La entrevista empieza fuerte: La colección del Bellas Artes se nos presenta magnífica y un magnífico depósito acaba de recibir del Prado. A mí esto ya me pone los pelos de punta. ¿Por qué es magnífica? Esto no se explica. Por qué tiene valor, qué hace que sea buena, es una cuestión esotérica reservada para el intelectual. Igualmente, la conversación parece centrarse en si el cuadro tal o el cuadro cual está o no está en Asturias, si queda o no queda bien en la colección del Bellas Artes. ¿Qué significa “quedar bien” en un museo? Entiendo que a esta aparente simpleza no se pueden reducir las tareas de conservación de un centro de arte; que tiene que haber un criterio sesudo y sofisticado detrás del “quedar bien”. Tampoco se explica.

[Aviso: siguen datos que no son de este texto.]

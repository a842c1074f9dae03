//! # Interface Configuration
//!
//! JSON configuration of one interface, as handed over by the case setup.
//!
//! ```json
//! {
//!   "interface": {
//!     "general": { "inputProfile": "rotor.txt", "type": "profile" },
//!     "properties": {
//!       "maxEdgeLength": 0.05,
//!       "center": [0.0, 0.0, 0.0],
//!       "axis": [1.0, 0.0, 0.0],
//!       "refinementFactor": 1.0,
//!       "frontFixedDistributionLayers": 1,
//!       "backFixedDistributionLayers": 1
//!     },
//!     "spacing": {
//!       "profileSegments": {
//!         "1": { "cellType": "quad", "stretching": [0.01, 1.2, 0.01, 1.2, 0.05] }
//!       }
//!     }
//!   }
//! }
//! ```
//!
//! The `interface` wrapper is optional. Only `general.inputProfile` is
//! required; everything else has a default.

use crate::error::{InterfaceError, Result};
use crate::spacing::SpacingOverride;
use crate::transform::Placement;
use config::constants::{
    RevolveSettings, DEFAULT_AXIS, DEFAULT_CENTER, DEFAULT_FIXED_LAYERS, DEFAULT_MAX_EDGE_LENGTH,
    DEFAULT_REFINEMENT_FACTOR,
};
use glam::DVec3;
use serde::{Deserialize, Serialize};
use std::collections::BTreeMap;
use std::path::{Path, PathBuf};

/// Interface shape requested by the case setup. Only surfaces of revolution
/// of a meridional profile are generated; other `type` values fail to parse.
#[derive(Debug, Clone, Copy, PartialEq, Eq, Default, Serialize, Deserialize)]
#[serde(rename_all = "lowercase")]
pub enum InterfaceKind {
    #[default]
    Profile,
}

#[derive(Debug, Clone, PartialEq, Serialize, Deserialize)]
#[serde(rename_all = "camelCase")]
pub struct GeneralSettings {
    pub input_profile: PathBuf,
    #[serde(rename = "type", default)]
    pub kind: InterfaceKind,
}

#[derive(Debug, Clone, PartialEq, Serialize, Deserialize)]
#[serde(rename_all = "camelCase", default)]
pub struct PropertySettings {
    pub max_edge_length: f64,
    pub center: [f64; 3],
    pub axis: [f64; 3],
    pub refinement_factor: f64,
    pub front_fixed_distribution_layers: usize,
    pub back_fixed_distribution_layers: usize,
}

impl Default for PropertySettings {
    fn default() -> Self {
        Self {
            max_edge_length: DEFAULT_MAX_EDGE_LENGTH,
            center: DEFAULT_CENTER,
            axis: DEFAULT_AXIS,
            refinement_factor: DEFAULT_REFINEMENT_FACTOR,
            front_fixed_distribution_layers: DEFAULT_FIXED_LAYERS,
            back_fixed_distribution_layers: DEFAULT_FIXED_LAYERS,
        }
    }
}

#[derive(Debug, Clone, Default, PartialEq, Serialize, Deserialize)]
#[serde(rename_all = "camelCase", default)]
pub struct SpacingSettings {
    /// Overrides keyed by segment index.
    pub profile_segments: BTreeMap<String, SpacingOverride>,
}

/// Configuration of one interface.
#[derive(Debug, Clone, PartialEq, Serialize, Deserialize)]
#[serde(rename_all = "camelCase")]
pub struct InterfaceConfig {
    pub general: GeneralSettings,
    #[serde(default)]
    pub properties: PropertySettings,
    #[serde(default)]
    pub spacing: SpacingSettings,
}

#[derive(Deserialize)]
#[serde(untagged)]
enum ConfigDocument {
    Wrapped { interface: InterfaceConfig },
    Bare(InterfaceConfig),
}

impl InterfaceConfig {
    /// Parses and validates a configuration document.
    ///
    /// # Errors
    ///
    /// - `Json` if the document does not match the schema, including an
    ///   unsupported interface `type`
    /// - `InvalidConfig` if a value is out of range
    pub fn from_json_str(text: &str) -> Result<Self> {
        let config = match serde_json::from_str::<ConfigDocument>(text)? {
            ConfigDocument::Wrapped { interface } => interface,
            ConfigDocument::Bare(config) => config,
        };
        config.validate()?;
        Ok(config)
    }

    /// Loads a configuration file. A relative `inputProfile` is resolved
    /// against the directory holding the file.
    pub fn load(path: &Path) -> Result<Self> {
        let text = std::fs::read_to_string(path).map_err(|e| InterfaceError::io(path, e))?;
        let mut config = Self::from_json_str(&text)?;

        if config.general.input_profile.is_relative() {
            if let Some(dir) = path.parent() {
                config.general.input_profile = dir.join(&config.general.input_profile);
            }
        }
        tracing::debug!(
            config = %path.display(),
            profile = %config.general.input_profile.display(),
            "configuration loaded"
        );
        Ok(config)
    }

    /// Rejects out-of-range properties.
    pub fn validate(&self) -> Result<()> {
        self.revolve_settings()?;
        self.placement()?;
        Ok(())
    }

    /// Revolver settings snapshot.
    pub fn revolve_settings(&self) -> Result<RevolveSettings> {
        let p = &self.properties;
        Ok(RevolveSettings::new(
            p.max_edge_length,
            p.refinement_factor,
            p.front_fixed_distribution_layers,
            p.back_fixed_distribution_layers,
        )?)
    }

    /// Placement of the generated interface.
    pub fn placement(&self) -> Result<Placement> {
        Placement::new(
            DVec3::from_array(self.properties.axis),
            DVec3::from_array(self.properties.center),
        )
    }
}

En una comunidad donde no hay un Kunsthalle –quizás lo más parecido sea el Valey de Piedras Blancas– y donde nunca ha tenido el afecto de los ciudadanos un espacio como LABoral, tenemos como principal institución artística un museo joven (como así lo indica el propio Falomir) que nace viejo. Eso no es culpa de nadie y sé bien que su director hace grandes esfuerzos por sacarlo a la calle y que no sea únicamente una caja donde se guardan cuadros. Pero si las conversaciones se siguen centrando en la calidad de sus colecciones, en su carácter magnífico, en si son o no completísimas o les falta algo, perpetuamos un paradigma del museo como lugar donde vemos cuadros y no sucede nada más –y entonces dejamos de ir al museo. Recordemos que hasta 2018, Alfonso Palacio estaba solo. Ahora el museo tiene la friolera de dos conservadores y un departamento de educación formado por una sola persona. Mientras tanto, quienes optan por estudiar Historia del Arte (esa disciplina que está claro que a nadie importa), o cualquier carrera relacionada con la gestión cultural, tienen que poner cafés en los bares del Antiguo y mendigar prácticas, remuneradas o no, a las galerías privadas que, no con poco esfuerzo, son a menudo el único lugar donde puede haber algún tipo de expectativa profesional en el mundo del arte. Todo esto sucede mientras seguimos hablando de colecciones exquisitas, nos peleamos por cuadros cuya existencia sólo conocían los eruditos, celebramos por todo lo alto las donaciones del coleccionista privado y seguimos gastando el dinero en obras de arte cuya calidad se nos presenta como evidente y a nadie se le explica. ¿Es una locura soñar con un Museo de Bellas Artes para Asturias que tenga un departamento de Comunicación y una cuenta de TikTok? Qué vulgaridad, ¿verdad? Pues el Prado tiene una, y también los Uffizi. ¿Cómo sería nuestro museo si su departamento de educación tuviese cinco trabajadores? ¿Y un programa de formación profesional? Eso sí que sería, ojalá, un museo magnífico.